On February 22, 2008, Nile Therapeutics, Inc., or the Company, appointed Hsiao Dee Lieu, M.D., F.A.C.C., as its Vice President of Clinical Research. In connection with Dr. Lieu’s appointment to the position of vice president, the Company and Dr. Lieu entered into an offer letter on February 22, 2008, or the Offer Letter. Pursuant to the terms of the Offer Letter, Dr. Lieu will receive an annual base salary of $250,000. In addition, Dr. Lieu will receive a one-time signing bonus of $42,000 and will be eligible for a discretionary bonus equal to up to 30% of his annual base salary based upon the accomplishment of certain performance goals set forth by the Compensation Committee. The Company has also agreed to grant Dr. Lieu, subject to approval by the Company’s Board of Directors, stock options pursuant to the Company’s 2005 Stock Option Plan to purchase 200,000 shares of the Company’s common stock, performance-based stock options to purchase up to 100,000 shares of the company stock based on the achievement of certain milestones, and two addition options totaling 125,000 shares related to the Company’s acquisition of technology first identified by Dr. Lieu. Each of these options vest in accordance with differing schedules as set forth in the Offer Letter.

The description of the Offer Letter is qualified in its entirety by the full text of the Offer Letter attached hereto as Exhibit 10.1 and incorporated herein by reference.
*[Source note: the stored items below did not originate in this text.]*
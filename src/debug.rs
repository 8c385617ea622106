//! Log bridge for the `tagwm` binary.
//!
//! Routes every `log::info!()`/`log::warn!()`/... call from this crate and the
//! `tagwm-*` library crates to stderr as `[LEVEL target] message` lines.
//!
//! Level precedence: the `--log-level` flag, then `RUST_LOG`, then `warn`.
//! `RUST_LOG` is read in its simplest form: the last bare level in a
//! comma-separated list (`RUST_LOG=debug`, `RUST_LOG=tagwm=trace,info`).

use log::{LevelFilter, Log, Metadata, Record};
use parking_lot::Mutex;
use std::io::{self, Write};
use std::sync::OnceLock;
use std::time::{SystemTime, UNIX_EPOCH};

const DEFAULT_LEVEL: LevelFilter = LevelFilter::Warn;

struct LogBridge {
    level: LevelFilter,
    /// Serializes whole lines so records from different threads don't interleave.
    out: Mutex<()>,
}

impl Log for LogBridge {
    fn enabled(&self, metadata: &Metadata<'_>) -> bool {
        metadata.level() <= self.level
    }

    fn log(&self, record: &Record<'_>) {
        if !self.enabled(record.metadata()) {
            return;
        }
        let line = format_record(record);
        let _guard = self.out.lock();
        let _ = io::stderr().write_all(line.as_bytes());
    }

    fn flush(&self) {
        let _ = io::stderr().flush();
    }
}

static BRIDGE: OnceLock<LogBridge> = OnceLock::new();

/// Install the log bridge. Calling it again has no effect.
pub fn init_log_bridge(cli_level: Option<LevelFilter>) {
    let env = std::env::var("RUST_LOG").ok();
    let level = resolve_level(cli_level, env.as_deref());

    let bridge = BRIDGE.get_or_init(|| LogBridge {
        level,
        out: Mutex::new(()),
    });
    if log::set_logger(bridge).is_ok() {
        log::set_max_level(bridge.level);
    }
}

fn resolve_level(cli_level: Option<LevelFilter>, env: Option<&str>) -> LevelFilter {
    cli_level
        .or_else(|| env.and_then(level_from_env))
        .unwrap_or(DEFAULT_LEVEL)
}

fn level_from_env(value: &str) -> Option<LevelFilter> {
    value
        .split(',')
        .filter(|directive| !directive.contains('='))
        .filter_map(|directive| directive.trim().parse().ok())
        .last()
}

fn format_record(record: &Record<'_>) -> String {
    format!(
        "{} [{:<5} {}] {}\n",
        timestamp(),
        record.level(),
        record.target(),
        record.args()
    )
}

fn timestamp() -> String {
    let now = SystemTime::now()
        .duration_since(UNIX_EPOCH)
        .unwrap_or_default();
    format!("{}.{:06}", now.as_secs(), now.subsec_micros())
}

#[cfg(test)]
mod tests {
    use super::*;
    use log::Level;

    #[test]
    fn test_cli_level_wins() {
        assert_eq!(
            resolve_level(Some(LevelFilter::Trace), Some("error")),
            LevelFilter::Trace
        );
    }

    #[test]
    fn test_env_level() {
        assert_eq!(resolve_level(None, Some("debug")), LevelFilter::Debug);
        assert_eq!(
            resolve_level(None, Some("tagwm_config=trace,info")),
            LevelFilter::Info
        );
        assert_eq!(
            resolve_level(None, Some("tagwm_config=trace")),
            DEFAULT_LEVEL
        );
        assert_eq!(resolve_level(None, Some("loud")), DEFAULT_LEVEL);
    }

    #[test]
    fn test_default_level() {
        assert_eq!(resolve_level(None, None), LevelFilter::Warn);
    }

    #[test]
    fn test_record_format() {
        let line = format_record(
            &Record::builder()
                .level(Level::Info)
                .target("tagwm_config::manager")
                .args(format_args!("config loaded"))
                .build(),
        );
        assert!(
            line.ends_with("[INFO  tagwm_config::manager] config loaded\n"),
            "{line}"
        );
    }
}
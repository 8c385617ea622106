//! Closed name tables for actions, layouts and click regions.
//!
//! None of these are user-extensible: an unknown name in the config file is a
//! hard failure for the entry that uses it.

use serde::{Serialize, Serializer};
use std::fmt;

/// A window-manager operation a binding can trigger.
///
/// The host engine dispatches on this with a `match`; this crate never
/// invokes actions itself.
#[derive(Debug, Clone, Copy, PartialEq, Eq, Hash, Serialize)]
#[serde(rename_all = "lowercase")]
pub enum Action {
    Spawn,
    ToggleBar,
    FocusStack,
    IncNMaster,
    SetMFact,
    Zoom,
    View,
    KillClient,
    SetLayout,
    ToggleFloating,
    Tag,
    FocusMon,
    TagMon,
    ToggleView,
    ToggleTag,
    MoveMouse,
    ResizeMouse,
    Quit,
    Restart,
}

/// Which argument slot an action reads.
#[derive(Debug, Clone, Copy, PartialEq, Eq)]
pub enum ArgKind {
    /// The action takes no argument.
    None,
    /// Integer slot (step, delta, tag mask or monitor direction).
    Int,
    /// Float slot (master-fraction delta).
    Float,
    /// Text slot (command line).
    Text,
    /// Layout slot; empty means "toggle to the previous layout".
    Layout,
}

const ACTIONS: &[(&str, Action)] = &[
    ("spawn", Action::Spawn),
    ("togglebar", Action::ToggleBar),
    ("focusstack", Action::FocusStack),
    ("incnmaster", Action::IncNMaster),
    ("setmfact", Action::SetMFact),
    ("zoom", Action::Zoom),
    ("view", Action::View),
    ("killclient", Action::KillClient),
    ("setlayout", Action::SetLayout),
    ("togglefloating", Action::ToggleFloating),
    ("tag", Action::Tag),
    ("focusmon", Action::FocusMon),
    ("tagmon", Action::TagMon),
    ("toggleview", Action::ToggleView),
    ("toggletag", Action::ToggleTag),
    ("movemouse", Action::MoveMouse),
    ("resizemouse", Action::ResizeMouse),
    ("quit", Action::Quit),
    ("restart", Action::Restart),
];

impl Action {
    pub fn from_name(name: &str) -> Option<Action> {
        ACTIONS
            .iter()
            .find(|(candidate, _)| *candidate == name)
            .map(|(_, action)| *action)
    }

    pub fn name(self) -> &'static str {
        ACTIONS
            .iter()
            .find(|(_, action)| *action == self)
            .map(|(name, _)| *name)
            .unwrap_or("?")
    }

    /// Every action, in registry order.
    pub fn all() -> impl Iterator<Item = Action> {
        ACTIONS.iter().map(|(_, action)| *action)
    }

    /// The argument slot this action's handler reads.
    pub fn arg_kind(self) -> ArgKind {
        match self {
            Action::Spawn => ArgKind::Text,
            Action::SetMFact => ArgKind::Float,
            Action::SetLayout => ArgKind::Layout,
            Action::FocusStack
            | Action::IncNMaster
            | Action::View
            | Action::Tag
            | Action::FocusMon
            | Action::TagMon
            | Action::ToggleView
            | Action::ToggleTag => ArgKind::Int,
            Action::ToggleBar
            | Action::Zoom
            | Action::KillClient
            | Action::ToggleFloating
            | Action::MoveMouse
            | Action::ResizeMouse
            | Action::Quit
            | Action::Restart => ArgKind::None,
        }
    }
}

impl fmt::Display for Action {
    fn fmt(&self, f: &mut fmt::Formatter<'_>) -> fmt::Result {
        f.write_str(self.name())
    }
}

/// Layout algorithm a layout entry arranges clients with.
#[derive(Debug, Clone, Copy, PartialEq, Eq, Hash, Serialize)]
#[serde(rename_all = "lowercase")]
pub enum Arrange {
    Tile,
    Monocle,
}

/// An entry of the compiled-in layout list.
#[derive(Debug, Clone, Copy, PartialEq, Eq)]
pub struct Layout {
    /// Name used in the config file.
    pub name: &'static str,
    /// Symbol shown in the bar.
    pub symbol: &'static str,
    /// `None` means clients float.
    pub arrange: Option<Arrange>,
}

/// The layout list. The first entry is the default.
pub const LAYOUTS: &[Layout] = &[
    Layout {
        name: "tiled",
        symbol: "[]=",
        arrange: Some(Arrange::Tile),
    },
    Layout {
        name: "floating",
        symbol: "><>",
        arrange: None,
    },
    Layout {
        name: "monocle",
        symbol: "[M]",
        arrange: Some(Arrange::Monocle),
    },
];

/// Index into [`LAYOUTS`].
#[derive(Debug, Clone, Copy, PartialEq, Eq, Hash)]
pub struct LayoutRef(usize);

impl LayoutRef {
    pub const TILED: LayoutRef = LayoutRef(0);
    pub const FLOATING: LayoutRef = LayoutRef(1);
    pub const MONOCLE: LayoutRef = LayoutRef(2);

    pub fn from_name(name: &str) -> Option<LayoutRef> {
        LAYOUTS
            .iter()
            .position(|layout| layout.name == name)
            .map(LayoutRef)
    }

    pub fn index(self) -> usize {
        self.0
    }

    pub fn layout(self) -> &'static Layout {
        &LAYOUTS[self.0]
    }
}

impl Default for LayoutRef {
    fn default() -> Self {
        LayoutRef::TILED
    }
}

impl fmt::Display for LayoutRef {
    fn fmt(&self, f: &mut fmt::Formatter<'_>) -> fmt::Result {
        f.write_str(self.layout().name)
    }
}

impl Serialize for LayoutRef {
    fn serialize<S: Serializer>(&self, serializer: S) -> Result<S::Ok, S::Error> {
        serializer.serialize_str(self.layout().name)
    }
}

/// Bar or screen region a button binding is active in.
#[derive(Debug, Clone, Copy, PartialEq, Eq, Hash, Serialize)]
#[serde(rename_all = "lowercase")]
pub enum Click {
    TagBar,
    LtSymbol,
    StatusText,
    WinTitle,
    ClientWin,
    RootWin,
}

const CLICKS: &[(&str, Click)] = &[
    ("tagbar", Click::TagBar),
    ("ltsymbol", Click::LtSymbol),
    ("statustext", Click::StatusText),
    ("wintitle", Click::WinTitle),
    ("clientwin", Click::ClientWin),
    ("rootwin", Click::RootWin),
];

impl Click {
    pub fn from_name(name: &str) -> Option<Click> {
        CLICKS
            .iter()
            .find(|(candidate, _)| *candidate == name)
            .map(|(_, click)| *click)
    }

    pub fn name(self) -> &'static str {
        CLICKS
            .iter()
            .find(|(_, click)| *click == self)
            .map(|(name, _)| *name)
            .unwrap_or("?")
    }
}

impl fmt::Display for Click {
    fn fmt(&self, f: &mut fmt::Formatter<'_>) -> fmt::Result {
        f.write_str(self.name())
    }
}
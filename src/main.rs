use anyhow::Result;
use clap::Parser;
use tagwm::cli::{self, Cli};

fn main() -> Result<()> {
    let cli = Cli::parse();

    // CLI --log-level takes precedence, then RUST_LOG, then warn.
    tagwm::debug::init_log_bridge(cli.log_level.map(cli::LogLevelArg::to_level_filter));
    log::debug!("tagwm {}", tagwm::VERSION);

    let code = cli::run(cli)?;
    if code != 0 {
        // Nothing is left to clean up, so exiting directly is fine.
        std::process::exit(code);
    }
    Ok(())
}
Dr. Lieu has significant translational experience, which includes molecular cardiology research through clinical execution of large multinational Phase III clinical trials. Prior to joining the Company, Dr. Lieu served as Director of Clinical Development for Portola Pharmaceuticals, Inc. Before joining Portola, Dr. Lieu worked at CV Therapeutics, Inc., where he served as Director, Clinical Research and Development. Dr. Lieu also worked as a researcher at the J. David Gladstone Institute of Cardiovascular Disease at the University of California at San Francisco (“UCSF”) conducting molecular cardiology research. Dr. Lieu currently serves as Assistant Clinical Professor of Medicine, Cardiology Division at UCSF. Dr. Lieu completed his clinical cardiology fellowship at UCSF and his residency in internal medicine at Columbia University. He received his M.D. from the Albert Einstein College of Medicine with distinction in molecular biology research, and his B.A. from New York University.

On February 25, 2008 the Company issued a press release announcing the appointment of Dr. Lieu. The full text of the press release is attached as Exhibit 99.1 to this Current Report on Form 8-K. Exhibit 99.1 is furnished to, but not filed with, the Securities and Exchange Commission. Registration statements or other documents filed with the Securities and Exchange Commission shall not incorporate this information by reference, except as otherwise expressly stated in such filing.

 

ITEM 9.01. Financial Statements and Exhibits.

(d) Exhibits.

 

10.1    Offer Letter between the Company and Hsiao Dee Lieu, M.D., F.A.C.C. entered into on February 22, 2008.
99.1    Press Release of Nile Therapeutics, Inc. dated February 25, 2008.


SIGNATURES

Pursuant to the requirements of the Securities Exchange Act of 1934, as amended, the Registrant has duly caused this report to be signed on its behalf by the undersigned, hereunto duly authorized.

 

Date: February 26, 2008     NILE THERAPEUTICS, INC.
    By:   /s/ Peter M. Strumph
    Name:   Peter M. Strumph
    Title:   Chief Executive Officer


EXHIBIT INDEX

 

Exhibit No.

  

Description

10.1    Offer Letter between the Company and Hsiao Dee Lieu, M.D., F.A.C.C. entered into on February 22, 2008.
99.1    Press Release of Nile Therapeutics, Inc. dated February 25, 2008.